Aquí entramos en pleno enigma.
Y luego están los textos del Álbum zutista, que también recupera esta edición. «Son versos que
hizo en los cafés junto a Verlaine y otros amigos del entorno. Suelen separarse
de la obra completa, pero en aquella aventura Rimbaud firmó 18 y uno a medias
(que se conozca hoy) con Verlaine, El
ojo del culo. Están entre la grosería y la libertad total», apunta Armiño.
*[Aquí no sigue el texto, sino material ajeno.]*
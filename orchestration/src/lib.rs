// Copyright (c) 2023 Mike Tsao. All rights reserved.

//! This crate provides the [crate::Session] struct, which turns the byte
//! stream from a sync editor into track and clock updates, and keeps the
//! editor informed about local playback.

pub use messages::SessionEvent;
pub use session::{Phase, Session, SessionParams};

pub mod commands;
pub mod helpers;
pub mod messages;

mod session;
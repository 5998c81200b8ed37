// Copyright (c) 2023 Mike Tsao. All rights reserved.

//! A plain-text snapshot of a [TrackStore].
//!
//! ```text
//! #camera:x
//! 0 0.000000 1
//! 32 4.500000 2
//! #camera:y
//! 16 -1.000000 0
//! ```
//!
//! A `#` line starts a track. Each line after it is a key: the row, the value,
//! and the interpolation kind's wire number. Blank lines don't matter, and
//! keys needn't be in row order.

use anyhow::{anyhow, Context};
use log::info;
use rowsync_core::track::{Interpolation, Keyframe, TrackId, TrackLimits, TrackStore};
use std::{fmt::Write, path::Path};

pub struct TrackFile {}
impl TrackFile {
    pub fn load(path: &Path, limits: TrackLimits) -> anyhow::Result<TrackStore> {
        let contents = std::fs::read_to_string(path)
            .with_context(|| format!("reading track file {}", path.display()))?;
        let tracks = Self::parse(&contents, limits)
            .with_context(|| format!("parsing track file {}", path.display()))?;
        info!(
            "loaded {} track(s) from {}",
            tracks.len(),
            path.display()
        );
        Ok(tracks)
    }

    /// Writes `tracks` to `path`, creating its directory if needed.
    pub fn save(tracks: &TrackStore, path: &Path) -> anyhow::Result<()> {
        if let Some(parent) = path.parent().filter(|p| !p.as_os_str().is_empty()) {
            std::fs::create_dir_all(parent)
                .with_context(|| format!("creating directory {}", parent.display()))?;
        }
        std::fs::write(path, Self::render(tracks))
            .with_context(|| format!("writing track file {}", path.display()))?;
        info!("saved {} track(s) to {}", tracks.len(), path.display());
        Ok(())
    }

    pub fn parse(contents: &str, limits: TrackLimits) -> anyhow::Result<TrackStore> {
        let mut tracks = TrackStore::new_with(limits);
        let mut current: Option<TrackId> = None;
        for (i, line) in contents.lines().enumerate() {
            let line_number = i + 1;
            let line = line.trim();
            if line.is_empty() {
                continue;
            }
            if let Some(name) = line.strip_prefix('#') {
                let name = name.trim();
                if name.is_empty() {
                    return Err(anyhow!("line {line_number}: track name is missing"));
                }
                current = Some(
                    tracks
                        .get_or_create(name)
                        .with_context(|| format!("line {line_number}"))?,
                );
                continue;
            }
            let Some(id) = current else {
                return Err(anyhow!("line {line_number}: key comes before any #track line"));
            };
            let key = Self::parse_key(line).with_context(|| format!("line {line_number}"))?;
            tracks.push_loaded_key(id, key)?;
        }
        tracks.finish_loading()?;
        Ok(tracks)
    }

    fn parse_key(line: &str) -> anyhow::Result<Keyframe> {
        let fields: Vec<&str> = line.split_whitespace().collect();
        let [row, value, interpolation] = fields[..] else {
            return Err(anyhow!(
                "expected <row> <value> <interpolation>, got \"{line}\""
            ));
        };
        let row: u32 = row
            .parse()
            .with_context(|| format!("bad row \"{row}\""))?;
        let value: f32 = value
            .parse()
            .with_context(|| format!("bad value \"{value}\""))?;
        if !value.is_finite() {
            return Err(anyhow!("value {value} isn't a finite number"));
        }
        let interpolation = interpolation
            .parse::<u8>()
            .with_context(|| format!("bad interpolation \"{interpolation}\""))?;
        Ok(Keyframe {
            row,
            value,
            interpolation: Interpolation::try_from(interpolation)?,
        })
    }

    pub fn render(tracks: &TrackStore) -> String {
        let mut r = String::default();
        for track in tracks.iter() {
            let _ = writeln!(r, "#{}", track.name());
            for key in track.keys() {
                let _ = writeln!(
                    r,
                    "{} {:.6} {}",
                    key.row,
                    key.value,
                    u8::from(key.interpolation)
                );
            }
        }
        r
    }
}

#[cfg(test)]
mod tests {
    use super::*;
    use float_cmp::approx_eq;
    use std::path::PathBuf;

    fn temp_path(name: &str) -> PathBuf {
        std::env::temp_dir().join(format!("rowsync-{}-{name}", std::process::id()))
    }

    #[test]
    fn parses_the_documented_example() {
        let tracks = TrackFile::parse(
            "#camera:x\n0 0.000000 1\n32 4.500000 2\n\n#camera:y\n16 -1.000000 0\n",
            TrackLimits::default(),
        )
        .unwrap();
        assert_eq!(tracks.len(), 2);
        let x = tracks.get_by_name("camera:x").unwrap();
        assert_eq!(x.id(), TrackId(0));
        assert_eq!(x.keys().len(), 2);
        assert_eq!(x.keys()[1].interpolation, Interpolation::Smooth);
        let y = tracks.get_by_name("camera:y").unwrap();
        assert_eq!(y.keys()[0].value, -1.0);
        assert!(approx_eq!(f32, tracks.evaluate(x.id(), 16.0).unwrap(), 2.25));
    }

    #[test]
    fn unordered_keys_come_out_sorted() {
        let tracks =
            TrackFile::parse("#t\n20 2 0\n10 1 0\n30 3 0\n", TrackLimits::default()).unwrap();
        let rows: Vec<_> = tracks
            .get(TrackId(0))
            .unwrap()
            .keys()
            .iter()
            .map(|k| k.row)
            .collect();
        assert_eq!(rows, vec![10, 20, 30]);
    }

    #[test]
    fn malformed_lines_report_their_line_number() {
        for (contents, line) in [
            ("5 1.0 0\n", "line 1"),
            ("#t\n\n5 1.0\n", "line 3"),
            ("#t\n5 x 0\n", "line 2"),
            ("#t\n5 1.0 7\n", "line 2"),
            ("#t\n-5 1.0 0\n", "line 2"),
            ("#t\n#\n", "line 2"),
        ] {
            let e = TrackFile::parse(contents, TrackLimits::default()).unwrap_err();
            let message = format!("{e:#}");
            assert!(
                message.contains(line),
                "{contents:?} gave \"{message}\", expected it to mention {line}"
            );
        }
    }

    #[test]
    fn limits_apply_to_loaded_files() {
        let limits = TrackLimits {
            max_tracks: 1,
            max_keys_per_track: 1,
        };
        assert!(TrackFile::parse("#a\n#b\n", limits).is_err());
        assert!(TrackFile::parse("#a\n1 1 0\n2 2 0\n", limits).is_err());
        assert!(TrackFile::parse("#a\n1 1 0\n", limits).is_ok());
    }

    #[test]
    fn save_then_load_gives_the_same_tracks() {
        let mut tracks = TrackStore::default();
        let a = tracks.get_or_create("fx:glow").unwrap();
        let b = tracks.get_or_create("empty").unwrap();
        for (row, value, interpolation) in [
            (0, 0.25, Interpolation::Linear),
            (8, -3.5, Interpolation::EaseIn),
            (64, 1000.0, Interpolation::Step),
        ] {
            tracks
                .set_key(
                    a,
                    Keyframe {
                        row,
                        value,
                        interpolation,
                    },
                )
                .unwrap();
        }

        let rendered = TrackFile::render(&tracks);
        assert!(rendered.contains("8 -3.500000 3\n"));

        let path = temp_path("round-trip.tracks");
        TrackFile::save(&tracks, &path).unwrap();
        let loaded = TrackFile::load(&path, TrackLimits::default()).unwrap();
        let _ = std::fs::remove_file(&path);

        assert_eq!(loaded.len(), 2);
        assert_eq!(
            loaded.get(a).unwrap().keys(),
            tracks.get(a).unwrap().keys()
        );
        assert!(loaded.get(b).unwrap().keys().is_empty());
        assert_eq!(loaded.get(b).unwrap().name(), "empty");
    }

    #[test]
    fn missing_file_is_an_error() {
        let path = temp_path("does-not-exist.tracks");
        assert!(TrackFile::load(&path, TrackLimits::default()).is_err());
    }
}
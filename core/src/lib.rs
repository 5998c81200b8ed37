// Copyright (c) 2023 Mike Tsao. All rights reserved.

//! Fundamental structs and traits of the rowsync engine: the byte ring that
//! stages transport data, the clock that maps playback time onto rows, and
//! the keyframed tracks that the editor streams to us.

pub use error::SyncError;

/// The [ring] module stages incoming transport bytes until a whole frame is
/// available.
pub mod ring;
/// The [time] module converts between playback milliseconds and timeline rows.
pub mod time;
/// The [track] module holds keyframed parameter tracks and evaluates them.
pub mod track;
/// The [traits] module describes the collaborators that the engine talks to
/// but doesn't own.
pub mod traits;

mod error;

/// [Row] is the discrete timeline unit (a musical sub-beat) that all
/// keyframes are indexed by.
pub type Row = u32;

/// [TrackValue] is what a track evaluates to. The wire format carries IEEE-754
/// single-precision floats, so that's what we store.
pub type TrackValue = f32;

/// Shorthand for results whose failures are [SyncError]s.
pub type Result<T> = std::result::Result<T, SyncError>;
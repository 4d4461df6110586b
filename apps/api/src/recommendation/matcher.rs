//! Matcher: partitions an industry's required skills into held and missing.

use std::collections::HashSet;

use crate::recommendation::normalizer::normalize_skill;

/// Normalized keys of everything the user listed. Built once per request.
#[derive(Debug, Clone, Default)]
pub struct UserSkillSet {
    keys: HashSet<String>,
}

impl UserSkillSet {
    pub fn new<S: AsRef<str>>(raw_skills: &[S]) -> Self {
        Self {
            keys: raw_skills
                .iter()
                .map(|s| normalize_skill(s.as_ref()))
                .collect(),
        }
    }

    /// Exact key equality. No partial or fuzzy matching.
    pub fn has(&self, raw_skill: &str) -> bool {
        self.keys.contains(&normalize_skill(raw_skill))
    }

    pub fn len(&self) -> usize {
        self.keys.len()
    }
}

/// Result of matching one industry. Both lists keep catalog order and catalog casing.
#[derive(Debug, Clone, Default, PartialEq, Eq)]
pub struct SkillPartition {
    pub existing: Vec<String>,
    pub missing: Vec<String>,
}

impl SkillPartition {
    pub fn total(&self) -> usize {
        self.existing.len() + self.missing.len()
    }
}

pub fn partition_skills(user: &UserSkillSet, required: &[String]) -> SkillPartition {
    let mut partition = SkillPartition::default();

    for skill in required {
        if user.has(skill) {
            partition.existing.push(skill.clone());
        } else {
            partition.missing.push(skill.clone());
        }
    }

    partition
}

#[cfg(test)]
mod tests {
    use super::*;

    fn strings(items: &[&str]) -> Vec<String> {
        items.iter().map(|s| s.to_string()).collect()
    }

    fn software_developer() -> Vec<String> {
        strings(&[
            "JavaScript",
            "TypeScript",
            "React",
            "Node.js",
            "Git",
            "Problem Solving",
            "Data Structures",
            "Algorithms",
            "API Design",
            "Testing",
        ])
    }

    #[test]
    fn test_partition_keeps_catalog_order_and_casing() {
        let user = UserSkillSet::new(&["git", "REACT", "javascript"]);
        let partition = partition_skills(&user, &software_developer());

        assert_eq!(partition.existing, strings(&["JavaScript", "React", "Git"]));
        assert_eq!(
            partition.missing,
            strings(&[
                "TypeScript",
                "Node.js",
                "Problem Solving",
                "Data Structures",
                "Algorithms",
                "API Design",
                "Testing",
            ])
        );
    }

    #[test]
    fn test_synonym_match_uses_catalog_text() {
        let user = UserSkillSet::new(&["react.js"]);
        let partition = partition_skills(&user, &strings(&["React"]));
        assert_eq!(partition.existing, strings(&["React"]));
        assert!(partition.missing.is_empty());
    }

    #[test]
    fn test_no_substring_matching() {
        let user = UserSkillSet::new(&["Java"]);
        let partition = partition_skills(&user, &strings(&["JavaScript"]));
        assert!(partition.existing.is_empty());
        assert_eq!(partition.missing, strings(&["JavaScript"]));
    }

    #[test]
    fn test_empty_user_skills_everything_missing() {
        let user = UserSkillSet::new::<&str>(&[]);
        let required = software_developer();
        let partition = partition_skills(&user, &required);
        assert!(partition.existing.is_empty());
        assert_eq!(partition.missing, required);
    }

    #[test]
    fn test_partition_is_complete_and_disjoint() {
        let user = UserSkillSet::new(&["Git", "testing", "Cooking", "API-design"]);
        let required = software_developer();
        let partition = partition_skills(&user, &required);

        assert_eq!(partition.total(), required.len());
        for skill in &required {
            let in_existing = partition.existing.contains(skill);
            let in_missing = partition.missing.contains(skill);
            assert!(in_existing ^ in_missing, "{skill} must be in exactly one list");
        }
    }

    #[test]
    fn test_duplicate_required_skills_are_kept() {
        let user = UserSkillSet::new(&["SQL"]);
        let partition = partition_skills(&user, &strings(&["SQL", "sql", "Python"]));
        assert_eq!(partition.existing, strings(&["SQL", "sql"]));
        assert_eq!(partition.missing, strings(&["Python"]));
    }

    #[test]
    fn test_punctuation_only_skills_share_the_empty_key() {
        let user = UserSkillSet::new(&["!!"]);
        assert!(user.has("..."));
        assert!(!user.has("Git"));
        assert_eq!(user.len(), 1);
    }
}
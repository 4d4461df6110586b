//! Simulated job market data per role. Static tables, no external feeds.

pub mod data;
pub mod handlers;

use serde::Serialize;

#[derive(Debug, Clone, Serialize)]
pub struct JobPosting {
    pub id: &'static str,
    pub title: &'static str,
    pub company: &'static str,
    pub location: &'static str,
    #[serde(rename = "type")]
    pub employment_type: &'static str,
    pub salary: &'static str,
    pub posted: &'static str,
    pub skills: &'static [&'static str],
    pub description: &'static str,
    pub url: &'static str,
}

#[derive(Debug, Clone, Serialize)]
#[serde(rename_all = "camelCase")]
pub struct RoleMarket {
    pub total_jobs: u32,
    pub growth_rate: &'static str,
    pub avg_salary: &'static str,
    pub top_locations: &'static [&'static str],
    pub trending: bool,
    pub jobs: Vec<JobPosting>,
}

#[derive(Debug, Clone, Serialize)]
#[serde(rename_all = "camelCase")]
pub struct TrendingRole {
    pub role: &'static str,
    pub total_jobs: u32,
    pub growth_rate: &'static str,
    pub avg_salary: &'static str,
}

/// Market data for `role`, or the generic entry for roles without their own table.
/// Role lookup is exact, matching how role names are passed around.
pub fn market_for_role(role: &str) -> RoleMarket {
    data::ROLE_MARKETS
        .iter()
        .find(|(name, _)| *name == role)
        .map(|(_, market)| market.clone())
        .unwrap_or_else(|| data::DEFAULT_MARKET.clone())
}

/// Keeps postings whose location contains `location`, ignoring case.
/// `"all"` keeps everything.
pub fn filter_by_location(mut market: RoleMarket, location: &str) -> RoleMarket {
    if location.eq_ignore_ascii_case("all") {
        return market;
    }
    let needle = location.to_lowercase();
    market
        .jobs
        .retain(|job| job.location.to_lowercase().contains(&needle));
    market
}

/// Roles flagged as trending, in table order.
pub fn trending_roles() -> Vec<TrendingRole> {
    data::ROLE_MARKETS
        .iter()
        .filter(|(_, market)| market.trending)
        .map(|(role, market)| TrendingRole {
            role: *role,
            total_jobs: market.total_jobs,
            growth_rate: market.growth_rate,
            avg_salary: market.avg_salary,
        })
        .collect()
}
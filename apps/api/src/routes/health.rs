use axum::Json;
use serde_json::{json, Value};

/// GET /health
/// Returns a simple status object with service version.
pub async fn health_handler() -> Json<Value> {
    Json(json!({
        "status": "ok",
        "version": env!("CARGO_PKG_VERSION"),
        "service": "careerpath-api"
    }))
}
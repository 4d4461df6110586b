mod catalog;
mod config;
mod cv;
mod errors;
mod job_market;
mod llm_client;
mod models;
mod recommendation;
mod roadmap;
mod routes;
mod state;

use anyhow::{Context, Result};
use std::net::SocketAddr;
use std::sync::Arc;
use tower_http::{cors::CorsLayer, trace::TraceLayer};
use tracing::info;
use tracing_subscriber::{layer::SubscriberExt, util::SubscriberInitExt, EnvFilter};

use crate::catalog::{seed::builtin_catalog, Catalog, CatalogStore};
use crate::config::{Config, ExtractorKind};
use crate::cv::{KeywordSkillExtractor, LlmSkillExtractor, SkillExtractor};
use crate::llm_client::LlmClient;
use crate::routes::build_router;
use crate::state::AppState;

#[tokio::main]
async fn main() -> Result<()> {
    // Load configuration first (fails fast on malformed values)
    let config = Config::from_env()?;

    // Initialize structured logging
    tracing_subscriber::registry()
        .with(EnvFilter::try_from_default_env().unwrap_or_else(|_| {
            EnvFilter::new(format!("{}={}", env!("CARGO_PKG_NAME"), &config.rust_log))
        }))
        .with(tracing_subscriber::fmt::layer())
        .init();

    info!("Starting CareerPath API v{}", env!("CARGO_PKG_VERSION"));

    // Load catalog (built-in unless CATALOG_PATH is set)
    let catalog = match &config.catalog_path {
        Some(path) => Catalog::from_json_file(path)
            .with_context(|| format!("Failed to load catalog from '{path}'"))?,
        None => builtin_catalog(),
    };
    info!(
        "Catalog loaded: {} industries, {} courses",
        catalog.industries.len(),
        catalog.courses.len()
    );

    // Initialize LLM client (optional)
    let llm = match &config.openai_api_key {
        Some(key) => {
            let client = LlmClient::new(key.clone()).context("Failed to build LLM client")?;
            info!("LLM client initialized (model: {})", llm_client::MODEL);
            Some(client)
        }
        None => {
            info!("No OPENAI_API_KEY set; LLM-backed features disabled");
            None
        }
    };

    // Initialize skill extractor (LlmSkillExtractor when a key is set; SKILL_EXTRACTOR overrides)
    let skill_extractor: Arc<dyn SkillExtractor> = match (config.skill_extractor, &llm) {
        (ExtractorKind::Llm, Some(client)) => Arc::new(LlmSkillExtractor(client.clone())),
        _ => Arc::new(KeywordSkillExtractor),
    };
    info!(
        "Skill extractor: {} (upload limit {} bytes, fallback {})",
        skill_extractor.name(),
        config.max_upload_bytes,
        config.cv_fallback_enabled
    );

    // Build app state
    let state = AppState {
        config: config.clone(),
        catalog: CatalogStore::new(catalog),
        skill_extractor,
        llm,
    };

    // Build router
    let app = build_router(state)
        .layer(TraceLayer::new_for_http())
        .layer(CorsLayer::permissive()); // TODO: restrict CORS to the dashboard origin once it is configurable

    let addr: SocketAddr = format!("0.0.0.0:{}", config.port).parse()?;
    info!("Listening on {addr}");

    let listener = tokio::net::TcpListener::bind(addr).await?;
    axum::serve(listener, app).await?;

    Ok(())
}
Este hombre fue un récord de abismos. También de soledades. Y,
sobre todo, un generador de vértigos. No hay un poeta que en el alcance de su
ambición (o de su intuición) llegue a las mismas cotas de fervor, estupefacción
y delirio. Hizo de su idioma una nueva mercancía. Fue un sujeto tasado en la
fábrica de Satán. Y qué hondo. Y qué frágil. Y qué rotundo. Alguna vez lo dijo:
«Por delicadeza perdí mi vida». Anduvo entre la pobreza y el vagabundeo. Entre
la suciedad y el desconsuelo. Pero sobre todo pisó las altas cimas de la
inteligencia. Y los umbrales de lo insólito. Amó como sólo se puede amar
lo que se odia. Y tiene algo de milagro. Y mucho quilate de imposible.